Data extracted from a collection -
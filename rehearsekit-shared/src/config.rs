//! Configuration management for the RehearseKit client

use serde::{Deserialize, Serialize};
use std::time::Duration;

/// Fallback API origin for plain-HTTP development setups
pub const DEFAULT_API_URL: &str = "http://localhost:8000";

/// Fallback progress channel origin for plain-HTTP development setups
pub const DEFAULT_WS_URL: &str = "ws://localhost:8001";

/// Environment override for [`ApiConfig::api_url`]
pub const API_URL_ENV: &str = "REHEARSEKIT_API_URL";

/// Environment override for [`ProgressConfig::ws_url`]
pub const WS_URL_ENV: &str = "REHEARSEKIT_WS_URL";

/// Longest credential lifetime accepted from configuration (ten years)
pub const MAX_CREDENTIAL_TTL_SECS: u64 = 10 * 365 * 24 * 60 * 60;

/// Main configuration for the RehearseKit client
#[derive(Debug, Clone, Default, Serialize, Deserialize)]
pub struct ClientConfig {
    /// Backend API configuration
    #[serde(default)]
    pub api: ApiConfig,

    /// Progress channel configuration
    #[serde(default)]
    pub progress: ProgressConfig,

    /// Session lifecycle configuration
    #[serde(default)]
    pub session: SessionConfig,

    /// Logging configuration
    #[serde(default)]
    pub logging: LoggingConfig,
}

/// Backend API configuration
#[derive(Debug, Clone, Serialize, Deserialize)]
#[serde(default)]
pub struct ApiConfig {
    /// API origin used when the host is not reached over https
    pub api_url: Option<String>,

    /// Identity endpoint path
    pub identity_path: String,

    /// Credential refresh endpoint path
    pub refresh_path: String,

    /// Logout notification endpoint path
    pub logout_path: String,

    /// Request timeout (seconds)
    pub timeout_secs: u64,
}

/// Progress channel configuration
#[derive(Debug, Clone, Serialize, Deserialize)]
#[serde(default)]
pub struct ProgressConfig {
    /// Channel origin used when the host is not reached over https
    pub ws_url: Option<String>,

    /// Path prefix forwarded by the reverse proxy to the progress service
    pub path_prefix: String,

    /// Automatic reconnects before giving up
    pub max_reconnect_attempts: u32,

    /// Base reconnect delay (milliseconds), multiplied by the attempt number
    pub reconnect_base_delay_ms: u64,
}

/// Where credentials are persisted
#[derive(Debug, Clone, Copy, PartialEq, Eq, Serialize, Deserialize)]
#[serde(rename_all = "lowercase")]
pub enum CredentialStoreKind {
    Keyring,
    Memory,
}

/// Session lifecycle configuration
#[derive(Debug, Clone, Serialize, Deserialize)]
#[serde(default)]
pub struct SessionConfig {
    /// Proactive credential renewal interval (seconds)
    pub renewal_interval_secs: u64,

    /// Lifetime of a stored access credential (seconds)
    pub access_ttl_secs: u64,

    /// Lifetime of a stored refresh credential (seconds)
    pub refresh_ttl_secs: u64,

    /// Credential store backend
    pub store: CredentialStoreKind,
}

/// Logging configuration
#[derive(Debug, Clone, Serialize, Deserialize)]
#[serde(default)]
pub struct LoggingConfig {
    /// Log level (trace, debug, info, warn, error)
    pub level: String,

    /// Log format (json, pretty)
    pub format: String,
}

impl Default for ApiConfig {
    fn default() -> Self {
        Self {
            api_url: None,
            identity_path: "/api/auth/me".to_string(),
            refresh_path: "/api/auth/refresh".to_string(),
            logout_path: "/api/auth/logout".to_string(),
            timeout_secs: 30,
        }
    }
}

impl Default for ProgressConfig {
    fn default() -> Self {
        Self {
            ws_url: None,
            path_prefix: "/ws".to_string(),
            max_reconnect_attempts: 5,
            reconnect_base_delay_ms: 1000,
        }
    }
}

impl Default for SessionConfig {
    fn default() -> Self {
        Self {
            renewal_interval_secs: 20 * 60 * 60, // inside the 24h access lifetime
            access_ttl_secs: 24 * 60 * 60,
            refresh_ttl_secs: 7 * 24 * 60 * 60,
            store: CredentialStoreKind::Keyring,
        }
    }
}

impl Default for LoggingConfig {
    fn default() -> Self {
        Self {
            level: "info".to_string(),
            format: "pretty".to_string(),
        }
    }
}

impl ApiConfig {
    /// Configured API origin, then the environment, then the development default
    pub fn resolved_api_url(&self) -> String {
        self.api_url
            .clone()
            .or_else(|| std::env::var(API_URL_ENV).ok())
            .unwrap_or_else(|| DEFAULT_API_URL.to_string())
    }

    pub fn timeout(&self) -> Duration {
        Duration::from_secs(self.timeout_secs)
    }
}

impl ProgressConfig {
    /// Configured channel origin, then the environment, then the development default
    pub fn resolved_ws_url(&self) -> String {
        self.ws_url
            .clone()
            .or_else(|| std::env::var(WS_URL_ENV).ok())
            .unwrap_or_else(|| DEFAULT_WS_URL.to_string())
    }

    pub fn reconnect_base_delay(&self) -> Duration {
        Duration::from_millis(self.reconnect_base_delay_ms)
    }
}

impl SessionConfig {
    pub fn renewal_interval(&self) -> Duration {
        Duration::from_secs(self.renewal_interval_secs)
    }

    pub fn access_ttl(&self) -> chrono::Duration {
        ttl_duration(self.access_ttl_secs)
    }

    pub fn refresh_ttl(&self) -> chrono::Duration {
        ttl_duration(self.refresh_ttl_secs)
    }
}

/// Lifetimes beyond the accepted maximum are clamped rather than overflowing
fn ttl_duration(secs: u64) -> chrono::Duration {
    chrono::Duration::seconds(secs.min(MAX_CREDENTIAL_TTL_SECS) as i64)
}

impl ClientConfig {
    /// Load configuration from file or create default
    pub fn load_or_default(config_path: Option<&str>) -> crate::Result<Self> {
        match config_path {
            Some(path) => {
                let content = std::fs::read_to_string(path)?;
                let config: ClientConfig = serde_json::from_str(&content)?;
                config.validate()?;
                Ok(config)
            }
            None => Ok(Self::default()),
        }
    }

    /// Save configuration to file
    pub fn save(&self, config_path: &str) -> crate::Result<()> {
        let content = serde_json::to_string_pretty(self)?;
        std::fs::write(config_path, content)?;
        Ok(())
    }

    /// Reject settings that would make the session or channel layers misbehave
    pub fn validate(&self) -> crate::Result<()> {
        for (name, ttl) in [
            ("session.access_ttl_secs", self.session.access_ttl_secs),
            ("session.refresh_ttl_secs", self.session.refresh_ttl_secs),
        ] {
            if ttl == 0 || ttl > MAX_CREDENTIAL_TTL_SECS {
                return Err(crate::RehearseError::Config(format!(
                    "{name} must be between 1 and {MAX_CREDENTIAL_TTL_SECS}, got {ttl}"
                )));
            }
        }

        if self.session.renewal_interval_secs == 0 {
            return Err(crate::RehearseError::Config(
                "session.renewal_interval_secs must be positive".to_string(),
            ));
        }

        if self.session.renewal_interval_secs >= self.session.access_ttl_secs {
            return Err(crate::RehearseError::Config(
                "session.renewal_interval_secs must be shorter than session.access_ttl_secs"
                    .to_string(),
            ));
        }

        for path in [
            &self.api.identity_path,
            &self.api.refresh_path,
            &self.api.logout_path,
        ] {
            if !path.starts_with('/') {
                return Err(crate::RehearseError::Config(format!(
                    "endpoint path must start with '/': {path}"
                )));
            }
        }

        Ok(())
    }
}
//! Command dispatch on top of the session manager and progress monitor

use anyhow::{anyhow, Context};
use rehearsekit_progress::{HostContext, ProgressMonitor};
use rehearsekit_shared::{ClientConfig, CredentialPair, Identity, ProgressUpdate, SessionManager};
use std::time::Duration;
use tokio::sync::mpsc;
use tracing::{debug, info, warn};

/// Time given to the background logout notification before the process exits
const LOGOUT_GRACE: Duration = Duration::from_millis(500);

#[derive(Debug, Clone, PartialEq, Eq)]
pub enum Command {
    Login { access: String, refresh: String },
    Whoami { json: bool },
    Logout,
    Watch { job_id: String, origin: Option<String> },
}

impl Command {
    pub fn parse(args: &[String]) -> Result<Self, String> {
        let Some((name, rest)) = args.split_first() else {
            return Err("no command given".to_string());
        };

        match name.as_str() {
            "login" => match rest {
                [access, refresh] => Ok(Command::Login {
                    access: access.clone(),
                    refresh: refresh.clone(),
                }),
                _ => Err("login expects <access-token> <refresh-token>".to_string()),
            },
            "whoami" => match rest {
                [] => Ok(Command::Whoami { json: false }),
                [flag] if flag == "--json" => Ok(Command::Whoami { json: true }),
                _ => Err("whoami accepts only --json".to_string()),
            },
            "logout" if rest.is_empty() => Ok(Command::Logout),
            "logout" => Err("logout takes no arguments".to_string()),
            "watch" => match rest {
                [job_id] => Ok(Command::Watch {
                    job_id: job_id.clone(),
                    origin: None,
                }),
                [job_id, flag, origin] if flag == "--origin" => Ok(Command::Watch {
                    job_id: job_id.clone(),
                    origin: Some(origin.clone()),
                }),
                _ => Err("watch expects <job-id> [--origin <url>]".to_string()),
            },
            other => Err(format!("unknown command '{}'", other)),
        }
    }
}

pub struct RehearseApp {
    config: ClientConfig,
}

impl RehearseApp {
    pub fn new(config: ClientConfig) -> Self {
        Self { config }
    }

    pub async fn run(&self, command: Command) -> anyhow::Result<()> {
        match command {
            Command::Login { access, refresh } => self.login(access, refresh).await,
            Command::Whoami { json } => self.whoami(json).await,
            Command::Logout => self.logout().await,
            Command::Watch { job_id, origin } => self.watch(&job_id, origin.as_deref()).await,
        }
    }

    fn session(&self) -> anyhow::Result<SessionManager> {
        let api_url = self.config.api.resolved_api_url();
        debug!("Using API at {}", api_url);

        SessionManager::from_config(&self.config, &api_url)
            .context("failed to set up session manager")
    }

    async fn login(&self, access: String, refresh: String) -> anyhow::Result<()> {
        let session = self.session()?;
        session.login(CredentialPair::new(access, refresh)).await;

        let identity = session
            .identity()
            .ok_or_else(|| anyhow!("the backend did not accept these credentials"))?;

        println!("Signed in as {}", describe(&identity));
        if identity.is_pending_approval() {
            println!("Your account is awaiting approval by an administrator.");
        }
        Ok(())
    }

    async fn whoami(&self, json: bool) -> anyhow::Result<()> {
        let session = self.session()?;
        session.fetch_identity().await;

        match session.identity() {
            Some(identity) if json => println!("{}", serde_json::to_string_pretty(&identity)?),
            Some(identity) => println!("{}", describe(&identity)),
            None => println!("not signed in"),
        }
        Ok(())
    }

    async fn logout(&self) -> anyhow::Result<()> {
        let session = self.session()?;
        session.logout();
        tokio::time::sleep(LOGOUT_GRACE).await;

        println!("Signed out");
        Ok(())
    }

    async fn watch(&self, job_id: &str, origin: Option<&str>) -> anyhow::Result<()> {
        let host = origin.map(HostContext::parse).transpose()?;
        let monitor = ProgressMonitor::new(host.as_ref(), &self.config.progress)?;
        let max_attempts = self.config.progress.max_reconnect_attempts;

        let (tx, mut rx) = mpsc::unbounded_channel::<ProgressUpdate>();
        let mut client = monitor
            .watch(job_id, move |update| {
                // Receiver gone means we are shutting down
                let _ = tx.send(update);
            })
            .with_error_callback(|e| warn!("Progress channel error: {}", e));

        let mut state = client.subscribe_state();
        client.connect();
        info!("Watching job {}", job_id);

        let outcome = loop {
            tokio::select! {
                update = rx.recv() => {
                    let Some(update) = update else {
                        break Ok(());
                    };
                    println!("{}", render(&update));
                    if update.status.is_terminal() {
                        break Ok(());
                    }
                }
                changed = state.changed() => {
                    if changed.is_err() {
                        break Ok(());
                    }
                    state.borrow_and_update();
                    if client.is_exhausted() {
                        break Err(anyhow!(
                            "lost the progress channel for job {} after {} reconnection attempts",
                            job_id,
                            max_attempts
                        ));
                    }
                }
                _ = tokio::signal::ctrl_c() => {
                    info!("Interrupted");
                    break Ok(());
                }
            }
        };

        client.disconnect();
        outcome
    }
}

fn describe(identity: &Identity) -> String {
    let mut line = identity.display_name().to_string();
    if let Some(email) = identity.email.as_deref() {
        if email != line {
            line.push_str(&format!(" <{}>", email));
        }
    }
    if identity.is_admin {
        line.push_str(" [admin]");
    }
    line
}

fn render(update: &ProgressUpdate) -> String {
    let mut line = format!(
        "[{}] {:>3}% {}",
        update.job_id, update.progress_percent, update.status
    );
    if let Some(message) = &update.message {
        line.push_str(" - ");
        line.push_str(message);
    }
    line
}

EXERCISE -
Reproduce only the lines above, starting at the line with "pub const DEFAULT_API_URL: &str" and ending at the line with "configuration (ten years)", exactly as written.

RESULT -
pub const DEFAULT_API_URL: &str = "http://localhost:8000";

/// Fallback progress channel origin for plain-HTTP development setups
pub const DEFAULT_WS_URL: &str = "ws://localhost:8001";

/// Environment override for [`ApiConfig::api_url`]
pub const API_URL_ENV: &str = "REHEARSEKIT_API_URL";

/// Environment override for [`ProgressConfig::ws_url`]
pub const WS_URL_ENV: &str = "REHEARSEKIT_WS_URL";

/// Longest credential lifetime accepted from configuration (ten years)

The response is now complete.